The cab pulled up outside of this bar whose name one could never quite pronounce, so that it was always spoken with a degree of hesitation. There were three windows, dividing the front into thirds, and in each there was a couple. They were arranged like an advertisement, religious art, or one of those nature books when every species in the ecosystem comes together perfectly, all the animals in the right place at the right time, posing just right so that a child might understand such things. The cab paused there. The driver had removed his head-rest; I noticed that. His dreads fell down the chair. He had music playing. When he asked how I was, I lied. When I asked how he was, he lied. He had music playing: All or Nothing At All by Wayne Shorter. I recognised it, seemed like a sad song. We listened to All or Nothing At All and puttered along in the traffic, and I stared at summer’s passer-bys until we came to a stop outside of the bar with all the couples inside. They looked older than me, maybe they were not; different as a solid to a liquid. They seemed to have a stronger hold on things, better cheekbones. All beautiful. What a sentence! all better, beautiful cheekbones. She spoke and he listened. He fingered the stem of his glass. She spoke. I watched them. A homeless man walked down the median and asked for change through the open windows. I turned back to the three couples, put my head onto my fist, stared. I had no change.

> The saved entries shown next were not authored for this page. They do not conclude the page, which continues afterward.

//! Process-local preference store.

use anyhow::Result;
use async_trait::async_trait;
use tokio::sync::RwLock;

use super::{HostPrefs, PreferenceStore};

/// Keeps preferences in memory only; contents are lost when dropped.
#[derive(Debug, Default)]
pub struct MemoryPreferenceStore {
    prefs: RwLock<HostPrefs>,
}

impl MemoryPreferenceStore {
    pub fn new() -> Self {
        Self::default()
    }

    pub fn with_prefs(prefs: HostPrefs) -> Self {
        Self {
            prefs: RwLock::new(prefs),
        }
    }

    /// Copy of the current table.
    pub async fn snapshot(&self) -> HostPrefs {
        self.prefs.read().await.clone()
    }
}

#[async_trait]
impl PreferenceStore for MemoryPreferenceStore {
    async fn enabled_params(&self, host: &str) -> Result<Vec<String>> {
        Ok(self.prefs.read().await.get(host))
    }

    async fn set_enabled_params(&self, host: &str, params: &[String]) -> Result<()> {
        self.prefs.write().await.set(host, params);
        Ok(())
    }
}
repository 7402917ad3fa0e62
pub mod redirect_server;
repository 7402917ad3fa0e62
//! `linkscrub interactive` – line-driven session on stdin.

use anyhow::Result;
use linkscrub_core::engine::{self, EngineHandle};
use linkscrub_core::session::{Action, ButtonType, SanitizeSession};
use tokio::io::{AsyncBufReadExt, BufReader};

use super::{drain_effects, wait_until_idle};
use crate::cli::present::render_state;
use crate::cli::Context;

const HELP: &str = "t <n> toggle | r resolve | c copy | o open | s share | p return | q quit";

/// A parsed input line.
#[derive(Debug, Clone, PartialEq, Eq)]
pub(crate) enum Input {
    Toggle(usize),
    Resolve,
    Button(ButtonType),
    Quit,
    Help,
}

pub(crate) fn parse_input(line: &str) -> Option<Input> {
    let mut words = line.split_whitespace();
    let cmd = words.next()?;
    let input = match cmd {
        "t" => Input::Toggle(words.next()?.parse().ok()?),
        "r" => Input::Resolve,
        "c" => Input::Button(ButtonType::Copy),
        "o" => Input::Button(ButtonType::Open),
        "s" => Input::Button(ButtonType::Share),
        "p" => Input::Button(ButtonType::Return),
        "q" => Input::Quit,
        "h" | "?" => Input::Help,
        _ => return None,
    };
    if words.next().is_some() {
        return None;
    }
    Some(input)
}

pub async fn run_interactive(ctx: &Context, text: Vec<String>, allow_return: bool) -> Result<i32> {
    let mut lines = BufReader::new(tokio::io::stdin()).lines();
    let text = if text.is_empty() {
        match lines.next_line().await? {
            Some(line) => line,
            None => String::new(),
        }
    } else {
        text.join(" ")
    };

    let session = SanitizeSession::new(ctx.collaborators.clone(), ctx.options);
    let (handle, mut effects) = engine::spawn(session);
    handle.post(Action::IntentReceived {
        text,
        read_only: !allow_return,
    })?;
    handle.settle().await?;
    if let Some(code) = drain_effects(&mut effects) {
        handle.end_session().await?;
        return Ok(code);
    }

    print!("{}", render_state(&handle.state()));
    eprintln!("{HELP}");

    let code = loop {
        let Some(line) = lines.next_line().await? else {
            break 0;
        };
        let Some(input) = parse_input(&line) else {
            if !line.trim().is_empty() {
                eprintln!("{HELP}");
            }
            continue;
        };
        match input {
            Input::Toggle(n) => toggle_nth(&handle, n).await?,
            Input::Resolve => {
                handle.post(Action::FetchRedirect)?;
                wait_until_idle(&handle).await?;
            }
            Input::Button(kind) => handle.post(Action::ButtonTapped(kind))?,
            Input::Quit => handle.post(Action::Dismiss)?,
            Input::Help => {
                eprintln!("{HELP}");
                continue;
            }
        }
        let state = handle.settle().await?;
        if let Some(code) = drain_effects(&mut effects) {
            break code;
        }
        print!("{}", render_state(&state));
    };

    handle.end_session().await?;
    Ok(code)
}

async fn toggle_nth(handle: &EngineHandle, n: usize) -> Result<()> {
    let state = handle.settle().await?;
    match state.parameters.iter().nth(n) {
        Some((param, keep)) => handle.post(Action::ParamToggled {
            param: param.clone(),
            keep: !keep,
        })?,
        None => eprintln!("no parameter {n}"),
    }
    Ok(())
}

I stood in the café waiting for my coffee. Four Spanish people were there; two of them came past to get some fruit from the shelf I stood next to. It has been so long since there was good fruit low enough to get your hands on. Past St. Paul’s. Wind came round the corner of buildings, and loosely I held my shirt open so that I might catch some about me. I was nervous. Everything about me was nervous. Recently I felt as though I’d been shot to pieces, and yet all that was left of me was walking along the Victoria Embankment that Sunday afternoon. When I pulled my phone from my pocket I saw that it was dragged in lines of sweat so that my thumbprints stood out. My family all messaged each other: my parents were in Spain, my brothers were on the coast; they all shared photographs. I had not said a word because I had nothing to say and my mother always taught me if you’ve got nothing nice to say, don’t say anything at all. She text me—‘You’ve been quiet. Are you alright?’ I sank the coffee and replied—‘Yeah, bad weekend. I’m out today though. I’ll text you later.’ Something in me didn’t want to tell her where I was going.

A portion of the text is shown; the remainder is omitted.